Dieudonné and His Inverted Nazi Salute, the Quenelle

Update: French comic Dieudonne 'must pay racism fines'
says French interior minister Manuel Valls.
France is, as we all know, a very polite nation … and … there are plenty of French ways to be polite to people and express your hope that they will enjoy a happy new year to come 
quips Stephen Clarke as he gives several examples in the Telegraph.
Strange, then, that a French footballer should ignore them all and express his joy at scoring a yuletide goal with an altogether different greeting. After Nicolas Anelka scored for his team West Brom, he made the sign known in France as the “quenelle”. For the non-gastronomic amongst you, a “quenelle” is a sort of sausage usually made from fish and breadcrumbs. The gesture itself is also a mixture – it’s half what the French call a “bras d’honneur” (an “arm of honour” – the “up yours” gesture made by thrusting one fist forward while clutching your inner elbow with the other), and half a downward Nazi salute. Anelka [performed] a very formal-looking “quenelle”, putting one hand at the top of his arm while extending that arm stiffly downwards. As anyone who has read about the story will know, the gesture was invented by a comedian called Dieudonné (ironically, “god-given”) who has recently made himself infamous thanks to his outrageously anti-Semitic comments (I wouldn’t call them jokes), including one about a journalist who dared to criticize him and who, in Dieudonné’s opinion, ought to have gone to the gas chamber. (Now you see why i don’t call them jokes).

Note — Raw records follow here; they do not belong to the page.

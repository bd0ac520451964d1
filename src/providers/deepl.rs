use std::time::Duration;
use async_trait::async_trait;
use serde::{Serialize, Deserialize};
use reqwest::{Client, header};
use log::{error, debug};

use crate::errors::ProviderError;
use super::{Provider, TranslationRequest};

/// Endpoint for free-tier keys (those ending in ":fx")
pub const FREE_ENDPOINT: &str = "https://api-free.deepl.com";

/// Endpoint for paid keys
pub const PRO_ENDPOINT: &str = "https://api.deepl.com";

/// DeepL client for the premium translation API
pub struct DeepL {
    /// HTTP client for API requests
    client: Client,
    /// API key for authentication
    api_key: String,
    /// API base URL
    endpoint: String,
}

/// DeepL translate request body
#[derive(Debug, Serialize)]
pub struct DeepLRequest {
    /// Texts to translate
    pub text: Vec<String>,

    /// Upper-case target language code (e.g. "SL")
    pub target_lang: String,
}

/// DeepL translate response body
#[derive(Debug, Deserialize)]
pub struct DeepLResponse {
    /// One entry per requested text
    #[serde(default)]
    pub translations: Vec<DeepLTranslation>,
}

/// Individual translation in a DeepL response
#[derive(Debug, Deserialize)]
pub struct DeepLTranslation {
    /// Source language DeepL detected
    #[serde(default)]
    pub detected_source_language: Option<String>,

    /// The translated text
    pub text: String,
}

impl DeepLRequest {
    /// Build a request for one text
    pub fn single(text: impl Into<String>, target_language: &str) -> Self {
        Self {
            text: vec![text.into()],
            target_lang: target_language.to_uppercase(),
        }
    }
}

impl DeepLResponse {
    /// First translated text, if any
    pub fn first_text(&self) -> Option<&str> {
        self.translations.first().map(|t| t.text.as_str())
    }
}

// Manual impl so the key never ends up in logs
impl std::fmt::Debug for DeepL {
    fn fmt(&self, f: &mut std::fmt::Formatter<'_>) -> std::fmt::Result {
        f.debug_struct("DeepL")
            .field("endpoint", &self.endpoint)
            .finish_non_exhaustive()
    }
}

impl DeepL {
    /// Create a new DeepL client.
    ///
    /// An empty `endpoint` picks the free or pro API based on the key.
    pub fn new(api_key: impl Into<String>, endpoint: impl Into<String>, timeout: Duration) -> Self {
        let api_key = api_key.into();
        let endpoint = endpoint.into();
        let endpoint = if endpoint.is_empty() {
            Self::default_endpoint_for_key(&api_key).to_string()
        } else {
            endpoint
        };

        Self {
            client: Client::builder()
                .timeout(timeout)
                .build()
                .unwrap_or_default(),
            api_key,
            endpoint,
        }
    }

    /// Free-tier keys carry a ":fx" suffix
    pub fn default_endpoint_for_key(api_key: &str) -> &'static str {
        if api_key.ends_with(":fx") {
            FREE_ENDPOINT
        } else {
            PRO_ENDPOINT
        }
    }

    /// API base URL this client talks to
    pub fn endpoint(&self) -> &str {
        &self.endpoint
    }

    /// Send a translate request
    pub async fn translate(&self, request: &DeepLRequest) -> Result<DeepLResponse, ProviderError> {
        let api_url = format!("{}/v2/translate", self.endpoint.trim_end_matches('/'));

        let response = self.client.post(&api_url)
            .header(header::AUTHORIZATION, format!("DeepL-Auth-Key {}", self.api_key))
            .header(header::CONTENT_TYPE, "application/json")
            .json(request)
            .send()
            .await
            .map_err(|e| {
                if e.is_connect() || e.is_timeout() {
                    ProviderError::ConnectionError(e.to_string())
                } else {
                    ProviderError::RequestFailed(e.to_string())
                }
            })?;

        let status = response.status();
        if !status.is_success() {
            let error_text = response.text().await
                .unwrap_or_else(|_| "Failed to get error response text".to_string());
            error!("DeepL API error ({}): {}", status, error_text);
            return Err(ProviderError::from_status(status.as_u16(), error_text));
        }

        response.json::<DeepLResponse>().await
            .map_err(|e| ProviderError::ParseError(format!("DeepL response: {}", e)))
    }
}

#[async_trait]
impl Provider for DeepL {
    fn name(&self) -> &str {
        "deepl"
    }

    async fn complete(&self, request: &TranslationRequest) -> Result<String, ProviderError> {
        let body = DeepLRequest::single(request.text.clone(), &request.target_language);
        let response = self.translate(&body).await?;

        match response.first_text() {
            Some(text) if !text.is_empty() => {
                if let Some(detected) = response.translations.first().and_then(|t| t.detected_source_language.as_deref()) {
                    debug!("DeepL detected source language {}", detected);
                }
                Ok(text.to_string())
            },
            _ => Err(ProviderError::EmptyResponse),
        }
    }
}
use anyhow::{Result, Context};
use std::fs;
use std::path::{Path, PathBuf};
use walkdir::WalkDir;

// @module: File and directory utilities

/// File extension of deck documents
pub const DECK_EXTENSION: &str = "deck";

// @struct: File operations utility
pub struct FileManager;

impl FileManager {
    // @checks: File existence
    pub fn file_exists<P: AsRef<Path>>(path: P) -> bool {
        path.as_ref().exists() && path.as_ref().is_file()
    }

    // @checks: Directory existence
    pub fn dir_exists<P: AsRef<Path>>(path: P) -> bool {
        path.as_ref().exists() && path.as_ref().is_dir()
    }

    // @creates: Directory and parents if needed
    pub fn ensure_dir<P: AsRef<Path>>(path: P) -> Result<()> {
        let path = path.as_ref();
        if !path.exists() {
            fs::create_dir_all(path)
                .with_context(|| format!("Failed to create directory: {:?}", path))?;
        }
        Ok(())
    }

    // @generates: Output path for a translated deck
    // @params: input_file, output_dir, target_language
    // "talk.deck" + "sl" -> "<output_dir>/talk_sl.deck"
    pub fn generate_output_path<P1: AsRef<Path>, P2: AsRef<Path>>(
        input_file: P1,
        output_dir: P2,
        target_language: &str,
    ) -> PathBuf {
        let stem = input_file.as_ref().file_stem().unwrap_or_default();

        let mut output_filename = stem.to_string_lossy().to_string();
        output_filename.push('_');
        output_filename.push_str(&target_language.trim().to_lowercase());
        output_filename.push('.');
        output_filename.push_str(DECK_EXTENSION);

        output_dir.as_ref().join(output_filename)
    }

    /// Whether a file name looks like an output produced for `target_language`
    pub fn is_translated_output<P: AsRef<Path>>(path: P, target_language: &str) -> bool {
        let suffix = format!("_{}", target_language.trim().to_lowercase());
        path.as_ref()
            .file_stem()
            .map(|stem| stem.to_string_lossy().ends_with(&suffix))
            .unwrap_or(false)
    }

    /// Find files with a specific extension in a directory
    pub fn find_files<P: AsRef<Path>>(dir: P, extension: &str) -> Result<Vec<PathBuf>> {
        let mut result = Vec::new();
        let normalized_ext = extension.trim_start_matches('.');

        for entry in WalkDir::new(dir.as_ref()).follow_links(true) {
            let entry = entry.context("Failed to read directory entry")?;
            let path = entry.path();

            if path.is_file() {
                if let Some(ext) = path.extension() {
                    if ext.to_string_lossy().eq_ignore_ascii_case(normalized_ext) {
                        result.push(path.to_path_buf());
                    }
                }
            }
        }

        result.sort();
        Ok(result)
    }

    /// Find deck documents under a directory
    pub fn find_decks<P: AsRef<Path>>(dir: P) -> Result<Vec<PathBuf>> {
        Self::find_files(dir, DECK_EXTENSION)
    }

    /// Read a file to a string
    pub fn read_to_string<P: AsRef<Path>>(path: P) -> Result<String> {
        fs::read_to_string(&path)
            .with_context(|| format!("Failed to read file: {:?}", path.as_ref()))
    }

    /// Write a string to a file
    pub fn write_to_file<P: AsRef<Path>>(path: P, content: &str) -> Result<()> {
        if let Some(parent) = path.as_ref().parent() {
            Self::ensure_dir(parent)?;
        }

        fs::write(&path, content)
            .with_context(|| format!("Failed to write to file: {:?}", path.as_ref()))?;

        Ok(())
    }
}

Everyone in France knows about Dieudonné, and he has a cult following amongst the tiny minority who enjoy race-hate comments. There are doubtless a few youngsters who make his “quenelle” gesture out of ignorance, thinking that it’s purely anti-establishment, in the same way as the punks in the 1970s wore swastikas just to annoy their parents’ generations – they weren’t (usually) Nazis. The same presumably went for Prince Harry when he made his Nazi uniform party outfit gaffe. But an experienced international footballer who knows full well that the few seconds after a goal has been scored are the most filmed and photographed moments of a match? And who has been photographed with the originator of the gesture, joyfully performing a “quenelle” duet?

Say what you like about the average IQ of a Premier League footballer, if there’s one thing they understand it’s the media. They are all experts at promotion. Many of them make as much money being photographed as they do on the pitch. And Anelka’s gesture didn’t look as though it was being made in the grip of wild elation. He looked calm and collected. It looked to my, perhaps over-cynical, eyes that the gesture was a deliberate sign, aimed perhaps at certain sections of impressionable French youth, that it’s OK to say the kind of things that Dieudonné’s fans go along to hear.

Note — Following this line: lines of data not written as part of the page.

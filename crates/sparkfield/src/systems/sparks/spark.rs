//! A single spark particle.

use glam::Vec2;

use super::color::SparkColor;
use super::properties::SparkProperties;
use super::rng::Rng;
use crate::renderer::surface::SparkSurface;

/// How a spark is drawn.
#[derive(Debug, Clone, Copy, PartialEq, Eq, Default)]
pub enum SparkShape {
    /// Filled circle of radius `size` centered on the position.
    #[default]
    Circle,
    /// Filled square of side `size` with its top-left corner on the position.
    Rect,
}

/// A single spark with physics and rendering state.
#[derive(Debug, Clone)]
pub struct Spark {
    position: Vec2,
    velocity: Vec2,
    size: f32,
    fade_rate: f32,
    velocity_rate: f32,
    gravity: f32,
    base_color: SparkColor,
    color: SparkColor,
    swade: bool,
    swade_direction: bool,
    swade_accumulator: f32,
    fade_accumulator: f32,
    alive: bool,
    shape: SparkShape,
}

impl Spark {
    /// Maximum swade increment per step.
    pub const SWADE_STEP: f32 = 0.01;
    /// Per-step probability of reversing the swade drift.
    pub const SWADE_FLIP_CHANCE: f32 = 0.05;

    /// Create a spark that takes its tunables from the current property values.
    pub fn new(
        position: Vec2,
        velocity: Vec2,
        color: SparkColor,
        properties: &SparkProperties,
        rng: &mut Rng,
    ) -> Self {
        Self {
            position,
            velocity,
            size: properties.size,
            fade_rate: properties.fade_rate,
            velocity_rate: properties.velocity_rate,
            gravity: properties.gravity,
            base_color: color,
            color,
            swade: properties.swade,
            swade_direction: rng.next_bool(),
            swade_accumulator: 0.0,
            fade_accumulator: 0.0,
            alive: true,
            shape: SparkShape::Circle,
        }
    }

    pub fn with_shape(mut self, shape: SparkShape) -> Self {
        self.shape = shape;
        self
    }

    /// Advance one fixed step. `_delta_time` is accepted for symmetry with the
    /// frame loop but not used: every call moves the spark by the same amount.
    pub fn update(&mut self, _delta_time: f32, viewport_width: f32, viewport_height: f32, rng: &mut Rng) {
        if !self.alive {
            return;
        }

        self.velocity.y += self.gravity;
        self.position += self.velocity;

        if self.swade {
            let step = rng.range_f32(0.0, Self::SWADE_STEP);
            if self.swade_direction {
                self.swade_accumulator += step;
            } else {
                self.swade_accumulator -= step;
            }
            if rng.chance(Self::SWADE_FLIP_CHANCE) {
                self.swade_direction = !self.swade_direction;
                self.swade_accumulator = 0.0;
            }
        }
        // Same drift on both axes.
        self.position += Vec2::splat(self.swade_accumulator);

        self.fade_accumulator += self.fade_rate;
        self.color = self.base_color.faded(self.fade_accumulator);

        let p = self.position;
        let outside = p.x < 0.0 || p.x > viewport_width || p.y < 0.0 || p.y > viewport_height;
        if outside || self.color.is_black() {
            self.alive = false;
        }
    }

    pub fn is_active(&self) -> bool {
        self.alive
    }

    pub fn render(&self, surface: &mut dyn SparkSurface) {
        match self.shape {
            SparkShape::Circle => surface.fill_circle(self.position, self.size, self.color),
            SparkShape::Rect => surface.fill_rect(self.position, self.size, self.color),
        }
    }

    pub fn position(&self) -> Vec2 {
        self.position
    }

    pub fn velocity(&self) -> Vec2 {
        self.velocity
    }

    pub fn color(&self) -> SparkColor {
        self.color
    }

    pub fn size(&self) -> f32 {
        self.size
    }

    pub fn shape(&self) -> SparkShape {
        self.shape
    }

    pub fn gravity(&self) -> f32 {
        self.gravity
    }

    pub fn fade_rate(&self) -> f32 {
        self.fade_rate
    }

    /// Velocity multiplier captured at creation. Recorded only; motion ignores it.
    pub fn velocity_rate(&self) -> f32 {
        self.velocity_rate
    }

    pub fn swade(&self) -> bool {
        self.swade
    }

    pub fn swade_accumulator(&self) -> f32 {
        self.swade_accumulator
    }

    pub fn fade_accumulator(&self) -> f32 {
        self.fade_accumulator
    }
}

#[cfg(test)]
mod tests {
    use super::*;
    use crate::renderer::instance::{SparkBuffer, SparkInstance};

    fn spark_at(x: f32, y: f32, vx: f32, vy: f32, props: &SparkProperties) -> Spark {
        let mut rng = Rng::new(42);
        Spark::new(Vec2::new(x, y), Vec2::new(vx, vy), SparkColor::WHITE, props, &mut rng)
    }

    #[test]
    fn single_step_with_defaults() {
        let props = SparkProperties::default();
        let mut s = spark_at(10.0, 10.0, 0.0, 0.0, &props);
        let mut rng = Rng::new(1);
        s.update(0.016, 800.0, 800.0, &mut rng);

        assert_eq!(s.position(), Vec2::new(10.0, 10.0));
        assert_eq!(s.color(), SparkColor::WHITE, "ceil(254.95) is 255");
        assert!(s.is_active());
    }

    #[test]
    fn gravity_accumulates_every_step() {
        let mut props = SparkProperties::default();
        props.gravity = 0.5;
        let mut s = spark_at(100.0, 0.0, 0.0, 1.0, &props);
        let mut rng = Rng::new(1);
        for _ in 0..10 {
            s.update(0.016, 10_000.0, 10_000.0, &mut rng);
        }
        assert_eq!(s.velocity().y, 1.0 + 10.0 * 0.5);
        assert!(s.is_active());
    }

    #[test]
    fn delta_time_does_not_scale_motion() {
        let props = SparkProperties::default();
        let mut a = spark_at(10.0, 10.0, 2.0, 3.0, &props);
        let mut b = a.clone();
        let mut rng = Rng::new(1);
        a.update(0.001, 800.0, 800.0, &mut rng);
        b.update(5.0, 800.0, 800.0, &mut rng);
        assert_eq!(a.position(), b.position());
        assert_eq!(a.position(), Vec2::new(12.0, 13.0));
    }

    #[test]
    fn deactivates_on_exact_step_leaving_viewport() {
        let props = SparkProperties::default();
        // 90 -> 95 -> 100 (edge, still inside) -> 105 (outside)
        let mut s = spark_at(90.0, 50.0, 5.0, 0.0, &props);
        let mut rng = Rng::new(1);
        s.update(0.0, 100.0, 100.0, &mut rng);
        assert!(s.is_active());
        s.update(0.0, 100.0, 100.0, &mut rng);
        assert!(s.is_active(), "x == width is inside");
        s.update(0.0, 100.0, 100.0, &mut rng);
        assert!(!s.is_active());
    }

    #[test]
    fn deactivates_when_crossing_zero() {
        let props = SparkProperties::default();
        let mut s = spark_at(50.0, 0.5, 0.0, -1.0, &props);
        let mut rng = Rng::new(1);
        s.update(0.0, 100.0, 100.0, &mut rng);
        assert!(!s.is_active());
    }

    #[test]
    fn fades_to_black_on_exact_step() {
        let mut props = SparkProperties::default();
        props.fade_rate = 1.0;
        let mut s = spark_at(10.0, 10.0, 0.0, 0.0, &props);
        let mut rng = Rng::new(1);
        for step in 1..255 {
            s.update(0.0, 800.0, 800.0, &mut rng);
            assert!(s.is_active(), "died early at step {}", step);
        }
        assert_eq!(s.color(), SparkColor::rgba(1, 1, 1, 255));
        s.update(0.0, 800.0, 800.0, &mut rng);
        assert!(!s.is_active());
        assert_eq!(s.color(), SparkColor::rgba(0, 0, 0, 255));
    }

    #[test]
    fn default_fade_blacks_out_on_step_5100() {
        let props = SparkProperties::default();
        let mut s = spark_at(10.0, 10.0, 0.0, 0.0, &props);
        let mut rng = Rng::new(1);
        let mut last_accumulator = 0.0;
        for step in 1..5100 {
            s.update(0.016, 800.0, 800.0, &mut rng);
            assert!(s.fade_accumulator() >= last_accumulator);
            last_accumulator = s.fade_accumulator();
            assert!(s.is_active(), "died early at step {}", step);
            assert!(!s.color().is_black(), "black early at step {}", step);
        }
        assert_eq!(s.color(), SparkColor::rgba(1, 1, 1, 255));

        s.update(0.016, 800.0, 800.0, &mut rng);
        assert!(!s.is_active());
        assert!(s.color().is_black());
    }

    #[test]
    fn partially_colored_spark_lives_until_every_channel_is_zero() {
        let mut props = SparkProperties::default();
        props.fade_rate = 10.0;
        let mut rng = Rng::new(3);
        let mut s = Spark::new(
            Vec2::new(5.0, 5.0),
            Vec2::ZERO,
            SparkColor::rgba(255, 20, 0, 255),
            &props,
            &mut rng,
        );
        s.update(0.0, 800.0, 800.0, &mut rng);
        s.update(0.0, 800.0, 800.0, &mut rng);
        assert_eq!(s.color().g, 0);
        assert!(s.is_active(), "red channel still lit");
    }

    #[test]
    fn swade_drifts_both_axes_equally() {
        let mut props = SparkProperties::default();
        props.swade = true;
        props.fade_rate = 0.0;
        let mut s = spark_at(400.0, 400.0, 0.0, 0.0, &props);
        let mut rng = Rng::new(99);
        for _ in 0..50 {
            s.update(0.0, 800.0, 800.0, &mut rng);
        }
        let p = s.position();
        assert_eq!(p.x - 400.0, p.y - 400.0);
    }

    #[test]
    fn swade_flips_direction_and_restarts_from_zero() {
        let mut props = SparkProperties::default();
        props.swade = true;
        props.fade_rate = 0.0;
        let mut s = spark_at(400.0, 400.0, 0.0, 0.0, &props);
        let mut rng = Rng::new(2024);

        let mut previous = 0.0f32;
        // Sign of the drift before the latest run of resets, and resets since.
        let mut last_sign = 0.0f32;
        let mut resets_since = 0;
        let mut flips = 0;
        for _ in 0..400 {
            s.update(0.0, 800.0, 800.0, &mut rng);
            let current = s.swade_accumulator();
            if current == 0.0 {
                resets_since += 1;
                if previous != 0.0 {
                    flips += 1;
                }
            } else {
                assert!(
                    (current - previous).abs() <= Spark::SWADE_STEP,
                    "step moved drift by {}",
                    current - previous
                );
                if previous == 0.0 && last_sign != 0.0 && resets_since > 0 {
                    let expected = if resets_since % 2 == 1 { -last_sign } else { last_sign };
                    assert_eq!(current.signum(), expected, "drift must reverse after a flip");
                }
                last_sign = current.signum();
                resets_since = 0;
            }
            previous = current;
        }
        assert!(flips >= 3, "only {} flips in 400 steps", flips);
    }

    #[test]
    fn no_swade_means_no_drift() {
        let props = SparkProperties::default();
        let mut s = spark_at(400.0, 400.0, 0.0, 0.0, &props);
        let mut rng = Rng::new(99);
        for _ in 0..20 {
            s.update(0.0, 800.0, 800.0, &mut rng);
        }
        assert_eq!(s.swade_accumulator(), 0.0);
        assert_eq!(s.position(), Vec2::new(400.0, 400.0));
    }

    #[test]
    fn dead_spark_is_not_advanced() {
        let props = SparkProperties::default();
        let mut s = spark_at(50.0, 50.0, 100.0, 0.0, &props);
        let mut rng = Rng::new(1);
        s.update(0.0, 100.0, 100.0, &mut rng);
        assert!(!s.is_active());
        let frozen = s.position();
        s.update(0.0, 100.0, 100.0, &mut rng);
        assert_eq!(s.position(), frozen);
    }

    #[test]
    fn render_uses_shape_primitive() {
        let props = SparkProperties::default();
        let circle = spark_at(10.0, 20.0, 0.0, 0.0, &props);
        let rect = spark_at(30.0, 40.0, 0.0, 0.0, &props).with_shape(SparkShape::Rect);

        let mut buf = SparkBuffer::new();
        circle.render(&mut buf);
        rect.render(&mut buf);

        assert_eq!(buf.instances[0].shape, SparkInstance::SHAPE_CIRCLE);
        assert_eq!((buf.instances[0].x, buf.instances[0].y), (10.0, 20.0));
        assert_eq!(buf.instances[0].size, 1.5);
        assert_eq!(buf.instances[1].shape, SparkInstance::SHAPE_RECT);
        assert_eq!((buf.instances[1].x, buf.instances[1].y), (30.0, 40.0));
    }
}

It seems a shame, when the French put so much care into expressing the hope that everyone will enjoy each small segment of the day and night, as well as the different sections of the end of the year, that someone thinks it’s OK to send out a mass-media message that is exactly the opposite.
Nasri and Sakho make “Quenelle” gesture (0:45 from end)

How 'Quenelle' Salute Creator Dieudonne Built Bridge to Anti-Semitic Far Fight by Robert Zaretsky:
… the quenelle is the odd gesture — an extended right arm slanted towards the floor, the left arm stretched across the chest — for which Dieudonné claims paternity. The salute has blossomed both on-line and on soccer fields: a succession of French athletes from Tony Parker to Nicolas Anelka have performed the quenelle in order to signal their… well, their what?

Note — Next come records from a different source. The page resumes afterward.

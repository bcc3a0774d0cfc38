pub mod instance;
pub mod surface;

// Re-export key types for convenient access
pub use instance::{SparkInstance, SparkBuffer};
pub use surface::SparkSurface;
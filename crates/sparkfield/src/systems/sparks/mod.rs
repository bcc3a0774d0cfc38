//! Spark particle system: spark lifecycle, tunable properties, and the
//! runtime control protocol.
//!
//! `SparkManager` is the facade the frame loop talks to. Each frame the host
//! calls `update_sparks` and `render_sparks`, creates sparks at its own spawn
//! points, and forwards control input to `change_spark_property`.

mod color;
mod properties;
mod rng;
mod spark;

pub use color::SparkColor;
pub use properties::{Baseline, RandomModes, SparkProperties, Tunable};
pub use rng::Rng;
pub use spark::{Spark, SparkShape};

use glam::Vec2;

use crate::api::config::SparkConfig;
use crate::input::control::{ControlQueue, SparkOption};
use crate::renderer::surface::SparkSurface;

/// Owns the spark properties and the live spark collection.
pub struct SparkManager {
    properties: SparkProperties,
    sparks: Vec<Spark>,
    generation_enabled: bool,
    /// Spawn cadence timer. Reserved: nothing reads it yet.
    spark_ticks: f32,
    rng: Rng,
}

impl SparkManager {
    pub fn new(config: &SparkConfig) -> Self {
        let properties = SparkProperties::default();
        SparkManager {
            spark_ticks: properties.spawn_rate,
            properties,
            sparks: Vec::with_capacity(config.initial_capacity),
            generation_enabled: false,
            rng: Rng::new(config.seed),
        }
    }

    /// Create a manager with default config and the given RNG seed.
    pub fn with_seed(seed: u64) -> Self {
        Self::new(&SparkConfig::default().with_seed(seed))
    }

    /// Randomize any properties in random mode, then add a circle spark.
    /// The `limit` property is not enforced here.
    pub fn create_spark(&mut self, x: f32, y: f32, vx: f32, vy: f32, color: impl Into<SparkColor>) {
        self.create_spark_with_shape(x, y, vx, vy, color, SparkShape::Circle);
    }

    pub fn create_spark_with_shape(
        &mut self,
        x: f32,
        y: f32,
        vx: f32,
        vy: f32,
        color: impl Into<SparkColor>,
        shape: SparkShape,
    ) {
        self.properties.randomize_properties(&mut self.rng);
        let spark = Spark::new(
            Vec2::new(x, y),
            Vec2::new(vx, vy),
            color.into(),
            &self.properties,
            &mut self.rng,
        )
        .with_shape(shape);
        self.sparks.push(spark);
    }

    /// Advance every spark one step and drop the ones that died.
    /// Does nothing while generation is disabled.
    pub fn update_sparks(&mut self, delta_time: f32, viewport_width: f32, viewport_height: f32) {
        if !self.generation_enabled {
            return;
        }
        let rng = &mut self.rng;
        self.sparks.retain_mut(|spark| {
            spark.update(delta_time, viewport_width, viewport_height, rng);
            spark.is_active()
        });
    }

    /// Draw every live spark in collection order.
    /// Does nothing while generation is disabled.
    pub fn render_sparks(&self, surface: &mut dyn SparkSurface) {
        if !self.generation_enabled {
            return;
        }
        for spark in &self.sparks {
            spark.render(surface);
        }
    }

    /// Apply one control command.
    ///
    /// For the numeric tunables a `value` of zero turns random mode on; any
    /// other value leaves random mode (restoring the baseline first) and adds
    /// `value`. For swade, a nonzero value turns random mode on and zero
    /// flips or clears it.
    pub fn change_spark_property(&mut self, option: SparkOption, value: f32) {
        match option {
            SparkOption::Limit => self.change_tunable(Tunable::Limit, value),
            SparkOption::Spawn => self.change_tunable(Tunable::SpawnRate, value),
            SparkOption::Velocity => self.change_tunable(Tunable::VelocityRate, value),
            SparkOption::Gravity => self.change_tunable(Tunable::Gravity, value),
            SparkOption::Size => self.change_tunable(Tunable::Size, value),
            SparkOption::Fade => self.change_tunable(Tunable::FadeRate, value),
            SparkOption::Swade => {
                if value != 0.0 {
                    self.properties.random.swade = true;
                    log::debug!("Swade: random mode on");
                } else {
                    self.properties.toggle_swade();
                    log::debug!("Swade: {}", self.properties.swade);
                }
            }
            SparkOption::Threshold => {
                self.properties.adjust_threshold(value);
                log::debug!("Threshold: {}", self.properties.threshold);
            }
            SparkOption::Reset => self.reset(),
            SparkOption::Spark => {
                self.generation_enabled = !self.generation_enabled;
                log::info!("spark generation {}", if self.generation_enabled { "on" } else { "off" });
            }
        }
    }

    fn change_tunable(&mut self, tunable: Tunable, value: f32) {
        if value == 0.0 {
            self.properties.set_random(tunable);
            log::debug!("{:?}: random mode on", tunable);
        } else {
            self.properties.adjust(tunable, value);
            log::debug!("{:?}: {} ({:+})", tunable, self.properties.get(tunable), value);
        }
    }

    /// String form of `change_spark_property` for token-based callers.
    /// Tokens that match no option are ignored.
    pub fn change_spark_property_str(&mut self, option: &str, value: f32) {
        match SparkOption::from_token(option) {
            Some(option) => self.change_spark_property(option, value),
            None => log::debug!("ignoring control token {:?}", option),
        }
    }

    /// Apply every queued control event in order.
    pub fn apply_controls(&mut self, queue: &mut ControlQueue) {
        for event in queue.drain() {
            self.change_spark_property(event.option, event.value);
        }
    }

    /// Restore default properties, clear all sparks and disable generation.
    pub fn reset(&mut self) {
        self.properties.reset();
        self.sparks.clear();
        self.generation_enabled = false;
        log::info!("sparks reset");
    }

    pub fn properties(&self) -> &SparkProperties {
        &self.properties
    }

    pub fn sparks(&self) -> &[Spark] {
        &self.sparks
    }

    pub fn spark_count(&self) -> usize {
        self.sparks.len()
    }

    pub fn is_generating(&self) -> bool {
        self.generation_enabled
    }

    pub fn spark_ticks(&self) -> f32 {
        self.spark_ticks
    }
}

impl Default for SparkManager {
    fn default() -> Self {
        Self::new(&SparkConfig::default())
    }
}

This is where things get fuzzy.

Dieudonné insists the gesture is simply a French raspberry, aimed at “the system.” Obviously, this claim begs the question of its deeper significance for Dieudonné if the Jews, as he suggests, own and manipulate “the system.” It also ignores the context of the gesture — which many critics insist is an inverted Nazi salute — used by Dieudonné to punctuate his racist jibes and anti-Semitic innuendos. A number of athletes who replicated the gesture, ignorant of its import, seem sincerely angry to have been caught with their shorts down.